* _Task requirements_:
Output the entries below without any alteration.

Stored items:
####################

//! Байтовые layout'ы версий формата.
//!
//! Все различия между v1.2 и v1.3 собраны в одном неизменяемом
//! значении [`Layout`], которое выбирается один раз на поток по
//! версии из заголовка. Ни декодер, ни кодер больше нигде не
//! ветвятся по версии напрямую.

use qfile_types::FileVersion;

use crate::binary;

/// Байтовые правила одной версии формата.
#[derive(Debug, Clone, Copy, PartialEq, Eq)]
pub struct Layout {
    /// Версия, которую описывает layout
    pub version: FileVersion,
    /// Полный размер заголовочного record'а
    pub header_size: usize,
    /// Байт служебных полей data-record'а до выборок
    pub data_prelude: usize,
    /// Ширина одной выборки: v1.2 — half (2), v1.3 — f32 (4).
    /// Той же шириной кодируются t0/t1.
    pub sample_width: usize,
    /// Заголовок несёт счётчик записей (только v1.2)
    pub has_record_count: bool,
    /// Data-record несёт номер, код ошибки и конец окна (только v1.2)
    pub has_sequence_fields: bool,
    /// Текст конфигурации дополняется NUL до чётной длины (только v1.2)
    pub config_pad_even: bool,
}

const LAYOUT_V12: Layout = Layout {
    version: FileVersion::V12,
    header_size: 22, // тег + версия + время + частота + счётчик
    data_prelude: 16, // канал + номер + код ошибки + t0 + t1
    sample_width: 2,
    has_record_count: true,
    has_sequence_fields: true,
    config_pad_even: true,
};

const LAYOUT_V13: Layout = Layout {
    version: FileVersion::V13,
    header_size: 18,
    data_prelude: 6, // канал + t0
    sample_width: 4,
    has_record_count: false,
    has_sequence_fields: false,
    config_pad_even: false,
};

impl Layout {
    /// Layout указанной версии. Чистая функция, без I/O.
    pub fn for_version(version: FileVersion) -> &'static Layout {
        match version {
            FileVersion::V12 => &LAYOUT_V12,
            FileVersion::V13 => &LAYOUT_V13,
        }
    }

    /// Читает одну выборку по ширине layout'а.
    /// `buf.len()` должен быть ровно `sample_width`.
    pub fn read_sample(&self, buf: &[u8]) -> f32 {
        debug_assert_eq!(buf.len(), self.sample_width);
        match self.sample_width {
            2 => binary::f16_to_f32(u16::from_le_bytes([buf[0], buf[1]])),
            _ => f32::from_le_bytes([buf[0], buf[1], buf[2], buf[3]]),
        }
    }

    /// Пишет одну выборку по ширине layout'а.
    pub fn write_sample(&self, value: f32, out: &mut Vec<u8>) {
        match self.sample_width {
            2 => out.extend_from_slice(&binary::f32_to_f16(value).to_le_bytes()),
            _ => out.extend_from_slice(&value.to_le_bytes()),
        }
    }
}
use crate::channel::ChannelDescriptor;

/// Ссылка на канал data-record'а.
///
/// Неизвестные идентификаторы не валят поток: record с таким каналом
/// несёт сырой payload и ждёт, пока таблицу пополнят.
#[derive(Debug, Clone, Copy, PartialEq)]
pub enum ChannelRef {
    /// Канал найден в таблице hex-кодов
    Known(&'static ChannelDescriptor),
    /// Идентификатор вне таблицы; payload сохранён как есть
    Unknown(u16),
}

impl ChannelRef {
    /// Числовой идентификатор канала независимо от того, известен ли он.
    pub fn id(&self) -> u16 {
        match self {
            ChannelRef::Known(d) => d.id,
            ChannelRef::Unknown(id) => *id,
        }
    }

    pub fn descriptor(&self) -> Option<&'static ChannelDescriptor> {
        match self {
            ChannelRef::Known(d) => Some(d),
            ChannelRef::Unknown(_) => None,
        }
    }

    pub fn is_known(&self) -> bool {
        matches!(self, ChannelRef::Known(_))
    }
}

/// Содержимое data-record'а.
#[derive(Debug, Clone, PartialEq)]
pub enum Payload {
    /// Ровно одна выборка (скалярный канал)
    Scalar(f32),
    /// Амплитуды по частотным бинам (спектральный канал)
    Spectrum(Vec<f32>),
    /// Сырые байты неизвестного канала — род не определить, поэтому
    /// и не интерпретируем
    Raw(Vec<u8>),
}

impl Payload {
    /// Число выборок; для `Raw` — байт.
    pub fn len(&self) -> usize {
        match self {
            Payload::Scalar(_) => 1,
            Payload::Spectrum(v) => v.len(),
            Payload::Raw(b) => b.len(),
        }
    }

    pub fn is_empty(&self) -> bool {
        self.len() == 0
    }
}

/// Одно измерение: скалярное значение или спектр одного канала.
///
/// Поля `number`, `error_code`, `t1` существуют только в v1.2;
/// ревизия 1.3 признала их избыточными.
#[derive(Debug, Clone, PartialEq)]
pub struct DataRecord {
    /// Канал измерения
    pub channel: ChannelRef,
    /// Порядковый номер record'а (только v1.2)
    pub number: Option<u16>,
    /// Код ошибки прошивки (только v1.2)
    pub error_code: Option<i64>,
    /// Начало окна измерения: секунды от времени в заголовке
    pub t0: f32,
    /// Конец окна измерения (только v1.2)
    pub t1: Option<f32>,
    /// Выборки
    pub payload: Payload,
}

impl DataRecord {
    /// Record в стиле v1.3: без номера, кода ошибки и конца окна.
    pub fn new(channel: ChannelRef, t0: f32, payload: Payload) -> Self {
        DataRecord {
            channel,
            number: None,
            error_code: None,
            t0,
            t1: None,
            payload,
        }
    }

    /// Поля v1.2 заполнены?
    pub fn has_sequence_fields(&self) -> bool {
        self.number.is_some() && self.error_code.is_some() && self.t1.is_some()
    }
}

####################

* _Answer section_:
//! Байтовые layout'ы версий формата.
//!
//! Все различия между v1.2 и v1.3 собраны в одном неизменяемом
//! значении [`Layout`], которое выбирается один раз на поток по
//! версии из заголовка. Ни декодер, ни кодер больше нигде не
//! ветвятся по версии напрямую.

use qfile_types::FileVersion;

use crate::binary;

/// Байтовые правила одной версии формата.
#[derive(Debug, Clone, Copy, PartialEq, Eq)]
pub struct Layout {
    /// Версия, которую описывает layout
    pub version: FileVersion,
    /// Полный размер заголовочного record'а
    pub header_size: usize,
    /// Байт служебных полей data-record'а до выборок
    pub data_prelude: usize,
    /// Ширина одной выборки: v1.2 — half (2), v1.3 — f32 (4).
    /// Той же шириной кодируются t0/t1.
    pub sample_width: usize,
    /// Заголовок несёт счётчик записей (только v1.2)
    pub has_record_count: bool,
    /// Data-record несёт номер, код ошибки и конец окна (только v1.2)
    pub has_sequence_fields: bool,
    /// Текст конфигурации дополняется NUL до чётной длины (только v1.2)
    pub config_pad_even: bool,
}

const LAYOUT_V12: Layout = Layout {
    version: FileVersion::V12,
    header_size: 22, // тег + версия + время + частота + счётчик
    data_prelude: 16, // канал + номер + код ошибки + t0 + t1
    sample_width: 2,
    has_record_count: true,
    has_sequence_fields: true,
    config_pad_even: true,
};

const LAYOUT_V13: Layout = Layout {
    version: FileVersion::V13,
    header_size: 18,
    data_prelude: 6, // канал + t0
    sample_width: 4,
    has_record_count: false,
    has_sequence_fields: false,
    config_pad_even: false,
};

impl Layout {
    /// Layout указанной версии. Чистая функция, без I/O.
    pub fn for_version(version: FileVersion) -> &'static Layout {
        match version {
            FileVersion::V12 => &LAYOUT_V12,
            FileVersion::V13 => &LAYOUT_V13,
        }
    }

    /// Читает одну выборку по ширине layout'а.
    /// `buf.len()` должен быть ровно `sample_width`.
    pub fn read_sample(&self, buf: &[u8]) -> f32 {
        debug_assert_eq!(buf.len(), self.sample_width);
        match self.sample_width {
            2 => binary::f16_to_f32(u16::from_le_bytes([buf[0], buf[1]])),
            _ => f32::from_le_bytes([buf[0], buf[1], buf[2], buf[3]]),
        }
    }

    /// Пишет одну выборку по ширине layout'а.
    pub fn write_sample(&self, value: f32, out: &mut Vec<u8>) {
        match self.sample_width {
            2 => out.extend_from_slice(&binary::f32_to_f16(value).to_le_bytes()),
            _ => out.extend_from_slice(&value.to_le_bytes()),
        }
    }
}
use crate::channel::ChannelDescriptor;

/// Ссылка на канал data-record'а.
///
/// Неизвестные идентификаторы не валят поток: record с таким каналом
/// несёт сырой payload и ждёт, пока таблицу пополнят.
#[derive(Debug, Clone, Copy, PartialEq)]
pub enum ChannelRef {
    /// Канал найден в таблице hex-кодов
    Known(&'static ChannelDescriptor),
    /// Идентификатор вне таблицы; payload сохранён как есть
    Unknown(u16),
}

impl ChannelRef {
    /// Числовой идентификатор канала независимо от того, известен ли он.
    pub fn id(&self) -> u16 {
        match self {
            ChannelRef::Known(d) => d.id,
            ChannelRef::Unknown(id) => *id,
        }
    }

    pub fn descriptor(&self) -> Option<&'static ChannelDescriptor> {
        match self {
            ChannelRef::Known(d) => Some(d),
            ChannelRef::Unknown(_) => None,
        }
    }

    pub fn is_known(&self) -> bool {
        matches!(self, ChannelRef::Known(_))
    }
}

/// Содержимое data-record'а.
#[derive(Debug, Clone, PartialEq)]
pub enum Payload {
    /// Ровно одна выборка (скалярный канал)
    Scalar(f32),
    /// Амплитуды по частотным бинам (спектральный канал)
    Spectrum(Vec<f32>),
    /// Сырые байты неизвестного канала — род не определить, поэтому
    /// и не интерпретируем
    Raw(Vec<u8>),
}

impl Payload {
    /// Число выборок; для `Raw` — байт.
    pub fn len(&self) -> usize {
        match self {
            Payload::Scalar(_) => 1,
            Payload::Spectrum(v) => v.len(),
            Payload::Raw(b) => b.len(),
        }
    }

    pub fn is_empty(&self) -> bool {
        self.len() == 0
    }
}

/// Одно измерение: скалярное значение или спектр одного канала.
///
/// Поля `number`, `error_code`, `t1` существуют только в v1.2;
/// ревизия 1.3 признала их избыточными.
#[derive(Debug, Clone, PartialEq)]
pub struct DataRecord {
    /// Канал измерения
    pub channel: ChannelRef,
    /// Порядковый номер record'а (только v1.2)
    pub number: Option<u16>,
    /// Код ошибки прошивки (только v1.2)
    pub error_code: Option<i64>,
    /// Начало окна измерения: секунды от времени в заголовке
    pub t0: f32,
    /// Конец окна измерения (только v1.2)
    pub t1: Option<f32>,
    /// Выборки
    pub payload: Payload,
}

impl DataRecord {
    /// Record в стиле v1.3: без номера, кода ошибки и конца окна.
    pub fn new(channel: ChannelRef, t0: f32, payload: Payload) -> Self {
        DataRecord {
            channel,
            number: None,
            error_code: None,
            t0,
            t1: None,
            payload,
        }
    }

    /// Поля v1.2 заполнены?
    pub fn has_sequence_fields(&self) -> bool {
        self.number.is_some() && self.error_code.is_some() && self.t1.is_some()
    }
}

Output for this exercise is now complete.